**What is needed**
Could you repeat the records shown below exactly as written?

::::::::::

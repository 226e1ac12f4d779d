use bytes::Bytes;
use std::collections::HashMap;

use crate::engine::ConnId;

/// A raw HTTP message as parsed by the engine, before it is turned into the
/// structured event a handler sees.
///
/// Headers are kept as `(name, value)` pairs in arrival order, duplicates
/// included; the merge into scalar-or-sequence values happens in
/// [`build_http_request`].
#[derive(Debug, Clone, PartialEq)]
pub struct RawRequest {
    /// The HTTP method verbatim (e.g. "GET")
    pub method: String,
    /// Request path without the query string (e.g. "/index.html")
    pub uri: String,
    /// Query string without the leading '?', empty if absent
    pub query_string: String,
    /// Protocol version verbatim (e.g. "HTTP/1.1")
    pub protocol: String,
    /// Headers in arrival order, duplicate names preserved
    pub headers: Vec<(String, String)>,
    /// Request body
    pub body: Bytes,
}

/// A header value in the structured request: a single string until a second
/// occurrence of the same name promotes it to an ordered sequence.
#[derive(Debug, Clone, PartialEq, Eq)]
pub enum HeaderValue {
    Single(String),
    Multi(Vec<String>),
}

impl HeaderValue {
    fn push(&mut self, value: String) {
        match self {
            HeaderValue::Single(first) => {
                *self = HeaderValue::Multi(vec![std::mem::take(first), value]);
            }
            HeaderValue::Multi(values) => values.push(value),
        }
    }
}

/// The structured HTTP request event delivered to a handler on resume.
#[derive(Debug, Clone, PartialEq)]
pub struct HttpRequest {
    pub method: String,
    pub uri: String,
    pub query_string: String,
    pub protocol: String,
    pub headers: HashMap<String, HeaderValue>,
    pub body: Bytes,
    /// Back-reference to the connection the request arrived on
    pub connection: ConnId,
}

impl HttpRequest {
    /// Looks up a header by exact, case-sensitive name.
    pub fn header(&self, name: &str) -> Option<&HeaderValue> {
        self.headers.get(name)
    }
}

/// Builds the structured request event from a raw parsed message.
///
/// Pure transform, no side effects beyond allocation. Header merge rule: the
/// first occurrence of a name stores a single string; a second occurrence
/// replaces it with a two-element sequence in arrival order; further
/// occurrences append. Names are compared case-sensitively.
pub fn build_http_request(raw: &RawRequest, connection: ConnId) -> HttpRequest {
    let mut headers: HashMap<String, HeaderValue> = HashMap::with_capacity(raw.headers.len());
    for (name, value) in &raw.headers {
        match headers.get_mut(name) {
            Some(existing) => existing.push(value.clone()),
            None => {
                headers.insert(name.clone(), HeaderValue::Single(value.clone()));
            }
        }
    }

    HttpRequest {
        method: raw.method.clone(),
        uri: raw.uri.clone(),
        query_string: raw.query_string.clone(),
        protocol: raw.protocol.clone(),
        headers,
        body: raw.body.clone(),
        connection,
    }
}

::::::::::

**Exercise solution**
repository 226e1ac12f4d779d
use bytes::Bytes;
use std::collections::HashMap;

use crate::engine::ConnId;

/// A raw HTTP message as parsed by the engine, before it is turned into the
/// structured event a handler sees.
///
/// Headers are kept as `(name, value)` pairs in arrival order, duplicates
/// included; the merge into scalar-or-sequence values happens in
/// [`build_http_request`].
#[derive(Debug, Clone, PartialEq)]
pub struct RawRequest {
    /// The HTTP method verbatim (e.g. "GET")
    pub method: String,
    /// Request path without the query string (e.g. "/index.html")
    pub uri: String,
    /// Query string without the leading '?', empty if absent
    pub query_string: String,
    /// Protocol version verbatim (e.g. "HTTP/1.1")
    pub protocol: String,
    /// Headers in arrival order, duplicate names preserved
    pub headers: Vec<(String, String)>,
    /// Request body
    pub body: Bytes,
}

/// A header value in the structured request: a single string until a second
/// occurrence of the same name promotes it to an ordered sequence.
#[derive(Debug, Clone, PartialEq, Eq)]
pub enum HeaderValue {
    Single(String),
    Multi(Vec<String>),
}

impl HeaderValue {
    fn push(&mut self, value: String) {
        match self {
            HeaderValue::Single(first) => {
                *self = HeaderValue::Multi(vec![std::mem::take(first), value]);
            }
            HeaderValue::Multi(values) => values.push(value),
        }
    }
}

/// The structured HTTP request event delivered to a handler on resume.
#[derive(Debug, Clone, PartialEq)]
pub struct HttpRequest {
    pub method: String,
    pub uri: String,
    pub query_string: String,
    pub protocol: String,
    pub headers: HashMap<String, HeaderValue>,
    pub body: Bytes,
    /// Back-reference to the connection the request arrived on
    pub connection: ConnId,
}

impl HttpRequest {
    /// Looks up a header by exact, case-sensitive name.
    pub fn header(&self, name: &str) -> Option<&HeaderValue> {
        self.headers.get(name)
    }
}

/// Builds the structured request event from a raw parsed message.
///
/// Pure transform, no side effects beyond allocation. Header merge rule: the
/// first occurrence of a name stores a single string; a second occurrence
/// replaces it with a two-element sequence in arrival order; further
/// occurrences append. Names are compared case-sensitively.
pub fn build_http_request(raw: &RawRequest, connection: ConnId) -> HttpRequest {
    let mut headers: HashMap<String, HeaderValue> = HashMap::with_capacity(raw.headers.len());
    for (name, value) in &raw.headers {
        match headers.get_mut(name) {
            Some(existing) => existing.push(value.clone()),
            None => {
                headers.insert(name.clone(), HeaderValue::Single(value.clone()));
            }
        }
    }

    HttpRequest {
        method: raw.method.clone(),
        uri: raw.uri.clone(),
        query_string: raw.query_string.clone(),
        protocol: raw.protocol.clone(),
        headers,
        body: raw.body.clone(),
        connection,
    }
}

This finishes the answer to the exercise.